Oldefo merupakan kekuatan lama yang telah
mapan yakni negara-negara kapitalis yang neokolonialis dan imperialis
(Nekolim).
Untuk mewujudkan Nefo maka dibentuk poros Jakarta-Phnom
Penh-Hanoi-Peking-Pyong Yang. Dampaknya ruang gerak Indonesia di forum
internasional menjadi sempit sebab hanya berpedoman ke negara-negara komunis.
b.
Politik Konfrontasi Malaysia
Indonesia juga menjalankan politik konfrontasi dengan
Malaysia.
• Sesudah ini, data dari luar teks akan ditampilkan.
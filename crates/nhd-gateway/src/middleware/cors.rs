//! CORS middleware.
//!
//! Wrapper around tower-http CORS with gateway configuration.

use crate::domain::config::CorsConfig;
use axum::http::{HeaderName, Method};
use std::time::Duration;
use tower_http::cors::{Any, CorsLayer};

/// Create CORS layer from gateway config
pub fn create_cors_layer(config: &CorsConfig) -> CorsLayer {
    if !config.enabled {
        // No CORS headers are added at all
        return CorsLayer::new();
    }

    let mut cors = CorsLayer::new();

    if config.allowed_origins.iter().any(|o| o == "*") {
        cors = cors.allow_origin(Any);
    } else {
        let origins: Vec<_> = config
            .allowed_origins
            .iter()
            .filter_map(|o| o.parse().ok())
            .collect();
        cors = cors.allow_origin(origins);
    }

    let methods: Vec<Method> = config
        .allowed_methods
        .iter()
        .filter_map(|m| m.parse().ok())
        .collect();
    cors = cors.allow_methods(methods);

    if config.allowed_headers.iter().any(|h| h == "*") {
        cors = cors.allow_headers(Any);
    } else {
        let headers: Vec<HeaderName> = config
            .allowed_headers
            .iter()
            .filter_map(|h| h.parse().ok())
            .collect();
        cors = cors.allow_headers(headers);
    }

    cors.max_age(Duration::from_secs(config.max_age))
}

#[cfg(test)]
mod tests {
    use super::*;
    use axum::{
        body::Body,
        http::{header, Request, StatusCode},
        routing::get,
        Router,
    };
    use tower::ServiceExt;

    #[tokio::test]
    async fn test_preflight_from_dashboard_is_answered() {
        let app = Router::new()
            .route("/customers", get(|| async { "[]" }))
            .layer(create_cors_layer(&CorsConfig::default()));

        let request = Request::builder()
            .method(Method::OPTIONS)
            .uri("/customers")
            .header(header::ORIGIN, "http://localhost:3000")
            .header(header::ACCESS_CONTROL_REQUEST_METHOD, "POST")
            .body(Body::empty())
            .unwrap();

        let response = app.oneshot(request).await.unwrap();
        assert_eq!(response.status(), StatusCode::OK);
        assert_eq!(
            response
                .headers()
                .get(header::ACCESS_CONTROL_ALLOW_ORIGIN)
                .unwrap(),
            "*"
        );
    }

    #[tokio::test]
    async fn test_specific_origins() {
        let config = CorsConfig {
            allowed_origins: vec!["https://dash.example.com".to_string()],
            ..CorsConfig::default()
        };
        let app = Router::new()
            .route("/customers", get(|| async { "[]" }))
            .layer(create_cors_layer(&config));

        let request = Request::get("/customers")
            .header(header::ORIGIN, "https://dash.example.com")
            .body(Body::empty())
            .unwrap();

        let response = app.oneshot(request).await.unwrap();
        assert_eq!(
            response
                .headers()
                .get(header::ACCESS_CONTROL_ALLOW_ORIGIN)
                .unwrap(),
            "https://dash.example.com"
        );
    }

    #[tokio::test]
    async fn test_disabled_adds_no_cors_headers() {
        let config = CorsConfig {
            enabled: false,
            ..CorsConfig::default()
        };
        let app = Router::new()
            .route("/customers", get(|| async { "[]" }))
            .layer(create_cors_layer(&config));

        let request = Request::get("/customers")
            .header(header::ORIGIN, "http://localhost:3000")
            .body(Body::empty())
            .unwrap();

        let response = app.oneshot(request).await.unwrap();
        assert_eq!(response.status(), StatusCode::OK);
        assert!(response
            .headers()
            .keys()
            .all(|name| !name.as_str().starts_with("access-control-")));
    }
}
Hal ini disebabkan karena pemerintah tidak setuju dengan pembentukan
negara federasi Malaysia yang dianggap sebagai proyek neokolonialisme Inggris
yang membahayakan Indonesia dan negara-negara blok Nefo.
Dalam rangka konfrontasi tersebut Presiden mengumumkan Dwi
Komando Rakyat (Dwikora) pada tanggal 3 Mei 1964, yang isinya sebagai berikut.
Ø Perhebat Ketahanan Revolusi Indonesia.
Ø Bantu perjuangan rakyat Malaysia untuk membebaskan diri dari Nekolim
Inggris.
Ø Pelaksanaan Dwikora dengan mengirimkan sukarelawan ke Malaysia Timur
dan Barat menunjukkan adanya campur tanggan Indonesia pada masalah dalam negeri
Malaysia.
c. Politik Mercusuar
Politik Mercusuar dijalankan oleh presiden sebab beliau
menganggap bahwa Indonesia merupakan mercusuar yang dapat menerangi jalan bagi
Nefo di seluruh dunia.
Untuk mewujudkannya maka diselenggarakan proyek-proyek
besar dan spektakuler yang diharapkan dapat menempatkan Indonesia pada
kedudukan yang terkemuka di kalangan Nefo. Proyek-proyek tersebut membutuhkan
biaya yang sangat besar mencapai milyaran rupiah diantaranya diselenggarakannya
GANEFO (Games of the New Emerging Forces ) yang membutuhkan
pembangunan kompleks Olahraga Senayan serta biaya perjalanan bagi delegasi
asing.
Pada tanggal 7 Januari 1965, Indonesia keluar dari
keanggotaan PBB sebab Malaysia diangkat menjadi anggota tidak tetap Dewan
Keamanan PBB.
d. Politik Gerakan Non-Blok
Gerakan Non-Blok merupakan gerakan persaudaraan negara-negara
Asia-Afrika yang kehidupan politiknya tidak terpengaruh oleh Blok Barat maupun
Blok Timur.
Selanjutnya gerakan ini memusatkan perjuangannya pada
gerakan kemerdekaan bangsa-bangsa Asia-Afrika dan mencegah perluasan Perang
Dingin.
Keterlibatan Indonesia dalam GNB menunjukkan bahwa
kehidupan politik Indonesia di dunia sudah cukup maju.
GNB merupakan gerakan yang bebas mendukung perdamaian dunia
dan kemanusiaan. Bagi RI, GNB merupakan pancaran dan revitalisasi dari UUD1945
baik dalam skala nasional dan internasional.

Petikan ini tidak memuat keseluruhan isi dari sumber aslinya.